Those lines of the records that contain "Option" are to be located and copied.
── ENTRIES PROVIDED
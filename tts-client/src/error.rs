use thiserror::Error;

#[derive(Error, Debug)]
pub enum TtsError {
    #[error("API key not found for {engine}. Set {env_var} environment variable or add to config.")]
    MissingApiKey { engine: String, env_var: String },

    #[error("Unknown voice: {0}")]
    UnknownVoice(String),

    #[error("Rate limit exceeded (HTTP 429): {message}")]
    RateLimited { message: String },

    #[error("API error{}: {message}", status_code.map(|c| format!(" (HTTP {})", c)).unwrap_or_default())]
    Api {
        message: String,
        status_code: Option<u16>,
    },

    #[error("Unexpected response format: {0}")]
    InvalidResponse(String),

    #[error("{engine} returned empty audio content")]
    EmptyAudio { engine: &'static str },

    #[error("Failed to decode audio payload: {0}")]
    Decode(#[from] base64::DecodeError),

    #[error("Synthesis failed on chunk {position} of {total}")]
    ChunkFailed {
        position: usize,
        total: usize,
        #[source]
        source: Box<TtsError>,
    },
}

impl TtsError {
    /// Position and total of the failed unit, when the error came out of a batch.
    pub fn failed_chunk(&self) -> Option<(usize, usize)> {
        match self {
            Self::ChunkFailed {
                position, total, ..
            } => Some((*position, *total)),
            _ => None,
        }
    }
}

pub type Result<T> = std::result::Result<T, TtsError>;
────
SOLUTION
        status_code: Option<u16>,
    pub fn failed_chunk(&self) -> Option<(usize, usize)> {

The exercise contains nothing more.